Hasta los gusanos de Copilco podían llamar nuestra atención, cuando entrábamos a ciudad universitaria, tierra aun libre a inicios de los sesenta, sin bardas que limitaran su reserva ecológica en la cual lo mismo podíamos escuchar el arrastre de bichos, el canto de cigarras o la huida de un tlacuache.

En el terreno de árbol de fuego donde Don Raúl guardaba sus caballos, también aprendimos a distinguir los distintos gorjeos de los pájaros, y por esos sonidos saber si era un cardenal, la bulla de gorriones, o el insistente canturreo de las palomas.

Sabíamos quien se aproximaba no solo por la hora, sino por el cabalgar de “la señora de sombrero”, o algunos otros que usaban el centro del camellón en Miguel Ángel de Quevedo, para hacer su ejercicio ecuestre.

En el barrio de la Cochita primero sonaba el silbato de la fábrica de papel y en seguida la campana del templo nos indicaba las horas. Silbato y campanas, era suficiente para saber cuanto había avanzado el día, que época del año teníamos y que otros sonidos nos acompañarían según las estaciones.

El crujir del tranvía sobre los rieles, nos avisaba que ya era tiempo de despedirnos, para emprender el regreso, al zócalo o a nuestro punto de transbordo a la villa de Guadalupe dejando atrás, esos maravillosos timbres de barrios como Santa Catarina, el del niño Jesús o el cuadrante de San Francisco. Quizá fue esa maravillosa combinación de tonalidades la que más me animó a venir a vivir, desde 1967, a Coyoacán

Desafortunadamente son hoy muy pocas las aves cuyo trino podemos escuchar en las mañanas. Ya no veo tantos chupamirtos en mi árbol de limas. Muchas especies cantarinas están muriendo, los árboles de las antiguas huertas, sucumben o son encarcelados, bajo techos prefabricados. Apenas un orificio deja salir sus ramas, desnudas de nidos, privadas de realizar su fotosíntesis, esperando como enfermos en etapa terminal su inminente muerte provocada por el virus del progreso.
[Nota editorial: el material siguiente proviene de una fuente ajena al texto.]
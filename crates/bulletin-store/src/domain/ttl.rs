//! Lifetime discipline for stored records.

use std::time::Duration;

/// Longest lifetime a bulletin may buy: 180 days.
pub const MAX_TTL: Duration = Duration::from_secs(180 * 24 * 60 * 60);

/// Floor applied when the requested expiry is already in the past: 1 hour.
pub const MIN_TTL: Duration = Duration::from_secs(60 * 60);

/// Clamp an absolute expiry second into a bounded relative lifetime.
///
/// Pure in `now` so the three records written for one creation derive the
/// exact same lifetime from one clock reading.
pub fn to_valid_ttl(expire_sec: i64, now_sec: i64) -> Duration {
    if expire_sec > now_sec {
        MAX_TTL.min(Duration::from_secs((expire_sec - now_sec) as u64))
    } else {
        MIN_TTL
    }
}

#[cfg(test)]
mod tests {
    use super::*;

    const NOW: i64 = 1_700_000_000;

    #[test]
    fn test_future_expiry_within_cap() {
        assert_eq!(
            to_valid_ttl(NOW + 3_600, NOW),
            Duration::from_secs(3_600)
        );
    }

    #[test]
    fn test_expiry_clamped_to_max() {
        let one_year = NOW + 365 * 24 * 3_600;
        assert_eq!(to_valid_ttl(one_year, NOW), MAX_TTL);
    }

    #[test]
    fn test_past_expiry_gets_floor() {
        assert_eq!(to_valid_ttl(NOW - 1, NOW), MIN_TTL);
        assert_eq!(to_valid_ttl(NOW, NOW), MIN_TTL);
        assert_eq!(to_valid_ttl(0, NOW), MIN_TTL);
    }

    #[test]
    fn test_one_second_ahead() {
        assert_eq!(to_valid_ttl(NOW + 1, NOW), Duration::from_secs(1));
    }
}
En vez del silbato y las campañas religiosas, empiezo a oír a las 6 de la mañana el golpe de láminas del camión de la basura. Su campana debió hacer sido robada o enterrada porque ya nadie la agita. Sabemos que la mañana se agota cuando el soniquete de carritos de basura, nos recuerda que regresan a ser almacenados con su fétida carga en el parque vecinal Frida Kahlo, donde no hay piar de polluelos ni risas infantiles pues el parque se ha convertido en propiedad privada de cuidadores.
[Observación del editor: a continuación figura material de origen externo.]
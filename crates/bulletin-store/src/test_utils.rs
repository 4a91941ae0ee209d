//! Shared helpers for unit and integration tests.

use std::sync::atomic::{AtomicI64, Ordering};

use bulletin_proto::{Bulletin, BulletinType, TxEnvelope};

use crate::ports::outbound::TimeSource;

/// A hand-cranked clock for deterministic TTL behavior in tests.
#[derive(Debug)]
pub struct ManualTimeSource {
    now: AtomicI64,
}

impl ManualTimeSource {
    pub fn new(now: i64) -> Self {
        Self {
            now: AtomicI64::new(now),
        }
    }

    pub fn advance(&self, secs: i64) {
        self.now.fetch_add(secs, Ordering::SeqCst);
    }

    pub fn set(&self, now: i64) {
        self.now.store(now, Ordering::SeqCst);
    }
}

impl TimeSource for ManualTimeSource {
    fn now(&self) -> i64 {
        self.now.load(Ordering::SeqCst)
    }
}

/// A fresh BLOG creation on `topic` with the standard test identity and
/// an expiry of 1_700_003_600.
pub fn creation(topic: &[u8], timestamp: i64) -> Bulletin {
    Bulletin {
        bulletin_type: BulletinType::Blog,
        topic: topic.to_vec(),
        timestamp,
        duration: 1_700_003_600,
        old_sn: Vec::new(),
        from: test_address(),
        content_type: "My Blog".to_string(),
        content_list: vec![vec![1, 2]],
        censored_start: 0,
        censored_end: 0,
    }
}

/// The standard test author.
pub fn test_address() -> [u8; 20] {
    [
        0x06, 0xC1, 0x4E, 0xD4, 0x69, 0xFB, 0x93, 0x54, 0x5C, 0xBF, 0x07, 0x1B, 0x59, 0x3D, 0x8F,
        0x90, 0x19, 0x4E, 0xDE, 0x62,
    ]
}

/// Wrap a bulletin in a minimal envelope (no payment, no auth sections).
pub fn envelope_for(bulletin: &Bulletin) -> TxEnvelope {
    TxEnvelope::assemble(None, bulletin, None, None).expect("test envelope")
}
Antes que el sol salga, los motores de automovilistas más tempraneros llenan el ambiente. Luego esto se combina con los pitidos de cientos de claxon por coches atorados en el tráfico y, en los breves espacios de silencio, el bip bip, bip, de la reversa de grandes camiones de concreto o de trasporte de grúas, y el estridente ruido del mazo destructor, nos indica que los latidos de Coyoacán, han dejado de ser ecológicos para trastocarse en artificiales; porque el barrio muere, entre el excremento de plagas de palomas, el mordisqueo incesante de roedores -lo mismo ardillas cuyos nidos han caído por el derribo de árboles, que ratas escapadas de los puestos ambulantes- hurgando en la basura. Pero quienes amamos este histórico paraje, seguiremos luchando para que los acordes y arpegios de la naturaleza no se extingan y puedan conocer su arrullo nuestros nietos.